A few weeks later, last Friday, I had the pleasure and honour of being invited to my friend Polly's birthday party. We were a group consisting of eight Excellent Women (Barbara Pym making her presence felt here too), some of whom knew each other and all of whom counted Polly as a dear friend. One of them, Laurie, orchestrated the event, to which we each contributed a dish and some drink. My place-card said 'Leslie' in calligraphed letters inked by hand. There was no written menu detailing the food we consumed but Polly had selected for each of us a card and a quote that she felt suited our personalities or our relationship to her, and laid them on our plates. We went round the circle and shared something about ourselves and how we knew Polly (how do I know Polly, I wondered? I was aware of her from afar, back in the days when our now-eighteen-year-olds were still in primary school, and wanted to know her more, but I don't remember how it finally occurred). Not a one of us had been born in Toronto, we learned, and only three in Canada.

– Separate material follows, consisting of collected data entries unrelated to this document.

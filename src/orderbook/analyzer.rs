//! Order book analyzer facade
//!
//! Binds an [`AnalyzerConfig`] to every metric, detector and scoring
//! operation. The analyzer holds no per-history state: each call borrows the
//! history for its duration and recomputes everything from it.

use crate::config::AnalyzerConfig;
use crate::error::Result;
use crate::orderbook::analytics::types::{
    AnalysisSummary, FakeBidDetection, ManipulationReport, ScoreResult, SpoofingDetection,
    TradingSignal, VolumeProfile,
};
use crate::orderbook::analytics::{anomaly, profile, score, signal, summary};
use crate::orderbook::metrics;
use crate::orderbook::types::{Imbalance, MarketDepth, PriceLevel, Ratio, Snapshot, Zone};

/// Stateless analyzer over caller-owned snapshot histories
///
/// Operations split into two shapes:
/// - `*_for(current, history)`: `current` is scored, `history` feeds the
///   detectors; the caller decides whether `history` contains `current`
/// - history-only variants (`score`, `analyze`, `summary`): the last snapshot
///   of `history` is current
#[derive(Debug, Clone, Default)]
pub struct OrderBookAnalyzer {
    config: AnalyzerConfig,
}

impl OrderBookAnalyzer {
    /// Create an analyzer with a validated configuration
    ///
    /// # Errors
    ///
    /// Returns error if the configuration fails validation
    pub fn new(config: AnalyzerConfig) -> Result<Self> {
        config.validate()?;
        Ok(Self { config })
    }

    pub fn config(&self) -> &AnalyzerConfig {
        &self.config
    }

    // ------------------------------------------------------------------
    // Aggregate metrics
    // ------------------------------------------------------------------

    pub fn total_lot(&self, levels: &[PriceLevel]) -> f64 {
        metrics::total_lot(levels)
    }

    pub fn total_value(&self, levels: &[PriceLevel]) -> f64 {
        metrics::total_value(levels, self.config.unit_multiplier)
    }

    pub fn bid_strength(&self, snapshot: &Snapshot) -> f64 {
        metrics::bid_strength(snapshot)
    }

    pub fn bid_ask_ratio(&self, snapshot: &Snapshot) -> Ratio {
        metrics::bid_ask_ratio(snapshot)
    }

    pub fn bid_value_ratio(&self, snapshot: &Snapshot) -> Ratio {
        metrics::bid_value_ratio(snapshot, self.config.unit_multiplier)
    }

    pub fn spread(&self, snapshot: &Snapshot) -> i64 {
        metrics::spread(snapshot)
    }

    pub fn spread_percentage(&self, snapshot: &Snapshot) -> f64 {
        metrics::spread_percentage(snapshot)
    }

    pub fn strength_score(&self, level: &PriceLevel) -> f64 {
        metrics::strength_score(level)
    }

    pub fn is_significant(&self, level: &PriceLevel) -> bool {
        metrics::is_significant(
            level,
            self.config.unit_multiplier,
            self.config.min_order_value,
        )
    }

    pub fn imbalance(&self, snapshot: &Snapshot) -> Imbalance {
        metrics::imbalance(snapshot, self.config.unit_multiplier)
    }

    pub fn market_depth(&self, snapshot: &Snapshot, depth: usize) -> MarketDepth {
        metrics::market_depth(snapshot, depth, self.config.unit_multiplier)
    }

    pub fn strongest_demand(&self, snapshot: &Snapshot, depth: usize) -> Zone {
        metrics::strongest_demand(snapshot, depth, self.config.unit_multiplier)
    }

    pub fn strongest_supply(&self, snapshot: &Snapshot, depth: usize) -> Zone {
        metrics::strongest_supply(snapshot, depth, self.config.unit_multiplier)
    }

    // ------------------------------------------------------------------
    // Manipulation detection
    // ------------------------------------------------------------------

    pub fn detect_fake_bid(&self, history: &[Snapshot]) -> FakeBidDetection {
        anomaly::detect_fake_bid(history, &self.config.fake_bid)
    }

    pub fn detect_spoofing(&self, history: &[Snapshot]) -> SpoofingDetection {
        anomaly::detect_spoofing(
            history,
            &self.config.spoofing,
            self.config.unit_multiplier,
            self.config.min_order_value,
        )
    }

    pub fn detect_manipulation(&self, history: &[Snapshot]) -> ManipulationReport {
        summary::detect_manipulation(history, &self.config)
    }

    // ------------------------------------------------------------------
    // Scoring and signals
    // ------------------------------------------------------------------

    /// Composite score of `current`, with detectors run over `history`
    pub fn score_for(&self, current: &Snapshot, history: &[Snapshot]) -> ScoreResult {
        score::calculate_bullish_score(current, history, &self.config)
    }

    /// Composite score of the latest snapshot; zero score for an empty history
    pub fn score(&self, history: &[Snapshot]) -> ScoreResult {
        match history.last() {
            Some(current) => self.score_for(current, history),
            None => ScoreResult::default(),
        }
    }

    /// Trading signal for `current`, with detectors run over `history`
    pub fn signal_for(&self, current: &Snapshot, history: &[Snapshot]) -> TradingSignal {
        let score = self.score_for(current, history);
        signal::generate_signal(current, score, &self.config)
    }

    /// Trading signal for the latest snapshot; `NO_DATA` for an empty history
    pub fn analyze(&self, history: &[Snapshot]) -> TradingSignal {
        match history.last() {
            Some(current) => self.signal_for(current, history),
            None => signal::no_data_signal(),
        }
    }

    // ------------------------------------------------------------------
    // Reporting views
    // ------------------------------------------------------------------

    pub fn volume_profile(&self, history: &[Snapshot]) -> VolumeProfile {
        profile::volume_profile(
            history,
            self.config.volume_lookback,
            self.config.unit_multiplier,
        )
    }

    /// Complete analysis of the history; `None` when it is empty
    pub fn summary(&self, history: &[Snapshot]) -> Option<AnalysisSummary> {
        summary::build_summary(history, &self.config)
    }

    /// Whether the history passes the watchlist screening rule
    pub fn is_candidate(&self, history: &[Snapshot]) -> bool {
        summary::is_candidate(history, &self.config)
    }
}
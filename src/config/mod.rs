//! Configuration Management
//!
//! This module holds the analyzer configuration and the threshold tables it
//! carries.

pub mod analyzer;
pub mod thresholds;

// Re-export
pub use analyzer::{AnalyzerConfig, MAX_SCORE};
pub use thresholds::{FakeBidConfig, ScoreThresholds, ScoreTier, SignalThresholds, SpoofingConfig};
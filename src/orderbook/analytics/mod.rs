//! Order book analytics module
//!
//! This module provides the multi-snapshot analytics built on top of the
//! single-snapshot metrics:
//! - Manipulation detection (fake bids, spoofing)
//! - Composite bullish scoring
//! - Trading signal generation with support/resistance context
//! - Volume profile and full analysis summary

pub mod anomaly;
pub mod profile;
pub mod score;
pub mod signal;
pub mod summary;
pub mod types;

pub use types::*;
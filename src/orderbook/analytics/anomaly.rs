//! Manipulation detection (fake bids, spoofing)
//!
//! Both detectors scan the bid side of a trailing window of snapshots:
//! - Fake bid: large level (>=500 lots) with few orders (<=2) that shows up in
//!   at most 2 snapshots of the window
//! - Spoofing: large (>=1000 lots), significant-value level whose appearances
//!   recur with near-constant gaps (range <=2 snapshots)
//!
//! Appearance tracking is rebuilt on every call; nothing carries over between
//! calls.

use std::collections::BTreeMap;

use crate::config::{FakeBidConfig, SpoofingConfig};
use crate::orderbook::analytics::types::{
    FakeBidDetection, SpoofingDetection, SpoofingPattern, SpoofingPatternKind,
};
use crate::orderbook::metrics::is_significant;
use crate::orderbook::types::{PriceLevel, Snapshot};

/// Trailing `min(lookback, len)` snapshots
pub fn trailing_window(history: &[Snapshot], lookback: usize) -> &[Snapshot] {
    let start = history.len().saturating_sub(lookback);
    &history[start..]
}

/// Window indices per bid price for levels matching `predicate`
fn track_bid_appearances<F>(window: &[Snapshot], predicate: F) -> BTreeMap<i64, Vec<usize>>
where
    F: Fn(&PriceLevel) -> bool,
{
    let mut appearances: BTreeMap<i64, Vec<usize>> = BTreeMap::new();

    for (index, snapshot) in window.iter().enumerate() {
        for level in snapshot.bids.iter().filter(|&level| predicate(level)) {
            appearances.entry(level.price).or_default().push(index);
        }
    }

    appearances
}

/// Detect fake bids (large, thin levels that do not persist)
///
/// # Arguments
/// * `history` - Chronological snapshots; the trailing `config.lookback` are scanned
/// * `config` - Size, order-count and persistence thresholds
///
/// # Returns
/// Flagged prices ascending; `detected` is true when any price is flagged
pub fn detect_fake_bid(history: &[Snapshot], config: &FakeBidConfig) -> FakeBidDetection {
    let window = trailing_window(history, config.lookback);

    let appearances = track_bid_appearances(window, |level| {
        level.lot_size >= config.min_lot && level.order_count <= config.max_order_count
    });

    let fake_prices: Vec<i64> = appearances
        .iter()
        .filter(|(_, seen)| seen.len() <= config.max_appearances)
        .map(|(price, _)| *price)
        .collect();

    if !fake_prices.is_empty() {
        tracing::debug!(
            "Fake bid detected at {} price(s) over {} snapshots: {:?}",
            fake_prices.len(),
            window.len(),
            fake_prices
        );
    }

    FakeBidDetection {
        detected: !fake_prices.is_empty(),
        count: fake_prices.len(),
        fake_prices,
    }
}

/// Detect spoofing (large orders appearing with regular periodicity)
///
/// # Arguments
/// * `history` - Chronological snapshots; the trailing `config.lookback` are scanned
/// * `config` - Size, appearance and gap-regularity thresholds
/// * `unit_multiplier` / `min_order_value` - Significance test for tracked levels
///
/// # Returns
/// One `regular_cancellation` pattern per flagged price, ascending by price
pub fn detect_spoofing(
    history: &[Snapshot],
    config: &SpoofingConfig,
    unit_multiplier: f64,
    min_order_value: f64,
) -> SpoofingDetection {
    let window = trailing_window(history, config.lookback);

    let appearances = track_bid_appearances(window, |level| {
        level.lot_size >= config.min_lot && is_significant(level, unit_multiplier, min_order_value)
    });

    let patterns: Vec<SpoofingPattern> = appearances
        .into_iter()
        .filter(|(_, seen)| seen.len() >= config.min_appearances)
        .filter(|(_, seen)| has_regular_gaps(seen, config))
        .map(|(price, seen)| SpoofingPattern {
            price,
            appearances: seen,
            pattern: SpoofingPatternKind::RegularCancellation,
        })
        .collect();

    if !patterns.is_empty() {
        tracing::debug!(
            "Spoofing detected at {} price(s) over {} snapshots",
            patterns.len(),
            window.len()
        );
    }

    SpoofingDetection {
        detected: !patterns.is_empty(),
        count: patterns.len(),
        patterns,
    }
}

/// Gaps between consecutive appearance indices
fn appearance_gaps(appearances: &[usize]) -> Vec<usize> {
    appearances
        .windows(2)
        .map(|pair| pair[1].saturating_sub(pair[0]))
        .collect()
}

/// Whether there are enough gaps and they span at most `max_gap_range`
fn has_regular_gaps(appearances: &[usize], config: &SpoofingConfig) -> bool {
    let gaps = appearance_gaps(appearances);
    if gaps.len() < config.min_gaps {
        return false;
    }

    match (gaps.iter().max(), gaps.iter().min()) {
        (Some(max), Some(min)) => max - min <= config.max_gap_range,
        _ => false,
    }
}
use anyhow::{Context, Result};
use orderbook_signal::{AnalyzerConfig, OrderBookAnalyzer, Snapshot};
use std::io::Read;

/// Parsed command-line options
struct CliOptions {
    input: String,
    config: Option<String>,
    pretty: bool,
}

fn main() -> Result<()> {
    let args: Vec<String> = std::env::args().collect();
    let options = parse_args(&args);

    // Initialize tracing/logging
    // stdout carries the JSON summary, so logs always go to stderr
    tracing_subscriber::fmt()
        .with_target(false)
        .with_thread_ids(false)
        .with_level(true)
        .with_writer(std::io::stderr)
        .with_env_filter(
            tracing_subscriber::EnvFilter::from_default_env()
                .add_directive(tracing::Level::INFO.into()),
        )
        .init();

    let config = match &options.config {
        Some(path) => AnalyzerConfig::from_json_file(path)
            .with_context(|| format!("Failed to load config from {}", path))?,
        None => AnalyzerConfig::default(),
    };
    let analyzer = OrderBookAnalyzer::new(config).context("Invalid analyzer configuration")?;

    let history = read_history(&options.input)?;
    tracing::info!(
        "Analyzing {} snapshot(s) from {}",
        history.len(),
        options.input
    );

    let output = match analyzer.summary(&history) {
        Some(summary) => {
            tracing::info!(
                "Signal: {} (confidence {}, score {})",
                summary.trading_signal.signal,
                summary.trading_signal.confidence,
                summary.trading_signal.score.score
            );
            serde_json::to_value(&summary)?
        }
        None => {
            tracing::warn!("No snapshots supplied - emitting NO_DATA signal");
            serde_json::to_value(analyzer.analyze(&history))?
        }
    };

    let rendered = if options.pretty {
        serde_json::to_string_pretty(&output)?
    } else {
        serde_json::to_string(&output)?
    };
    println!("{}", rendered);

    Ok(())
}

/// Read a JSON array of snapshots from a file, or stdin for `-`
fn read_history(input: &str) -> Result<Vec<Snapshot>> {
    let raw = if input == "-" {
        let mut buffer = String::new();
        std::io::stdin()
            .read_to_string(&mut buffer)
            .context("Failed to read snapshots from stdin")?;
        buffer
    } else {
        std::fs::read_to_string(input)
            .with_context(|| format!("Failed to read snapshots from {}", input))?
    };

    serde_json::from_str(&raw).context("Snapshot history must be a JSON array of snapshots")
}

/// Parse command-line arguments
fn parse_args(args: &[String]) -> CliOptions {
    let mut input = None;
    let mut config = None;
    let mut pretty = false;

    let mut i = 1;
    while i < args.len() {
        match args[i].as_str() {
            "--input" | "-i" => {
                if i + 1 < args.len() {
                    input = Some(args[i + 1].clone());
                    i += 1;
                }
            }
            "--config" | "-c" => {
                if i + 1 < args.len() {
                    config = Some(args[i + 1].clone());
                    i += 1;
                }
            }
            "--pretty" => pretty = true,
            "--help" | "-h" => {
                print_usage();
                std::process::exit(0);
            }
            _ => {
                eprintln!("Unknown argument: {}", args[i]);
                print_usage();
                std::process::exit(1);
            }
        }
        i += 1;
    }

    CliOptions {
        input: input.unwrap_or_else(|| "-".to_string()),
        config,
        pretty,
    }
}

/// Print usage information
fn print_usage() {
    println!("orderbook-signal - order book manipulation detection and signal scoring");
    println!();
    println!("USAGE:");
    println!("    orderbook-signal [OPTIONS]");
    println!();
    println!("OPTIONS:");
    println!("    --input, -i <PATH>   Snapshot array, oldest first (default: - for stdin)");
    println!("    --config, -c <PATH>  Analyzer configuration JSON (default: built-in thresholds)");
    println!("    --pretty             Pretty-print the JSON summary");
    println!("    --help, -h           Print this help message");
    println!();
    println!("ENVIRONMENT VARIABLES:");
    println!("    RUST_LOG             Logging level (default: info)");
    println!();
    println!("EXAMPLES:");
    println!("    # Analyze a recorded history");
    println!("    orderbook-signal --input history.json --pretty");
    println!();
    println!("    # Analyze with lot multiplier 100 (exchange lot = 100 shares)");
    println!("    echo '{{\"unit_multiplier\": 100}}' > config.json");
    println!("    orderbook-signal -i history.json -c config.json");
}
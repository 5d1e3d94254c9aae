// Library exports for orderbook-signal

pub mod config; // Configuration management
pub mod error;

// Snapshot model, metrics, detectors, scoring and signals
pub mod orderbook;

pub use config::AnalyzerConfig;
pub use error::{AnalyzerError, Result};
pub use orderbook::analytics::{AnalysisSummary, ScoreResult, SignalKind, TradingSignal};
pub use orderbook::{OrderBookAnalyzer, PriceLevel, Snapshot};
use clap::{Parser, Subcommand};
use std::path::PathBuf;

#[derive(Parser, Clone)]
#[command(name = "tsql2pg")]
#[command(about = "Convert T-SQL migration scripts to PostgreSQL")]
#[command(version)]
pub struct Cli {
    /// Increase verbosity level (can be used multiple times)
    #[arg(short, long, action = clap::ArgAction::Count)]
    pub verbose: Option<u8>,

    #[command(subcommand)]
    pub command: Commands,
}

#[derive(Subcommand, Clone, Debug)]
pub enum Commands {
    /// Create the mapping resources and a sample configuration file
    Init,

    /// Convert every *.sql file in SOURCE into TARGET (TARGET is emptied first)
    Convert {
        /// Directory containing T-SQL scripts
        #[arg(value_name = "SOURCE")]
        source: PathBuf,

        /// Output directory; existing contents are deleted
        #[arg(value_name = "TARGET")]
        target: PathBuf,

        /// Leave COLLATE clauses untouched
        #[arg(long)]
        skip_collations: bool,

        /// Print the batch result as JSON instead of a summary
        #[arg(long)]
        json: bool,
    },

    /// Shorten column names that exceed the identifier limit and record them
    Shorten {
        /// Table the columns belong to, as schema.table
        #[arg(long)]
        table: String,

        /// Column names to shorten
        #[arg(value_name = "NAMES", required = true)]
        names: Vec<String>,
    },
}

impl Cli {
    pub fn parse_args() -> Self {
        Self::parse()
    }
}

#[cfg(test)]
mod tests {
    use super::*;

    #[test]
    fn test_convert_command_parsing() {
        let args = vec!["tsql2pg", "convert", "scripts", "out", "--skip-collations"];

        let cli = Cli::try_parse_from(args).unwrap();

        match cli.command {
            Commands::Convert { source, target, skip_collations, json } => {
                assert_eq!(source, PathBuf::from("scripts"));
                assert_eq!(target, PathBuf::from("out"));
                assert!(skip_collations);
                assert!(!json);
            }
            _ => panic!("Expected Convert command"),
        }
    }

    #[test]
    fn test_convert_requires_both_directories() {
        assert!(Cli::try_parse_from(vec!["tsql2pg", "convert", "scripts"]).is_err());
    }

    #[test]
    fn test_shorten_command_parsing() {
        let args = vec!["tsql2pg", "shorten", "--table", "dbo.Orders", "a", "b"];

        let cli = Cli::try_parse_from(args).unwrap();

        match cli.command {
            Commands::Shorten { table, names } => {
                assert_eq!(table, "dbo.Orders");
                assert_eq!(names, vec!["a".to_string(), "b".to_string()]);
            }
            _ => panic!("Expected Shorten command"),
        }
        assert!(Cli::try_parse_from(vec!["tsql2pg", "shorten", "--table", "t"]).is_err());
    }

    #[test]
    fn test_verbosity_count() {
        let cli = Cli::try_parse_from(vec!["tsql2pg", "-vv", "init"]).unwrap();
        assert_eq!(cli.verbose, Some(2));
        assert!(matches!(cli.command, Commands::Init));
    }
}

I did love my visit to the Athenaeum Club. I hope to dine out on the story, so to speak, for some time to come, at least until my children start rolling their eyes and saying "Mom! Not again." But isn't it interesting, I find myself thinking, that a meal with a table full of anthropologists was akin to conducting fieldwork, while dining with women from all over the world, here in Toronto, feels like home?
*Mild anthropology witticism. Linguist Edward Sapir explored the meaning behind one member of the Omaha tribe, Two Crows, disagreeing with definitions of kinship terms and structures given by other tribe members which led to a broader discussion of the relationship between culture and individuality (Sapir on Two Crows).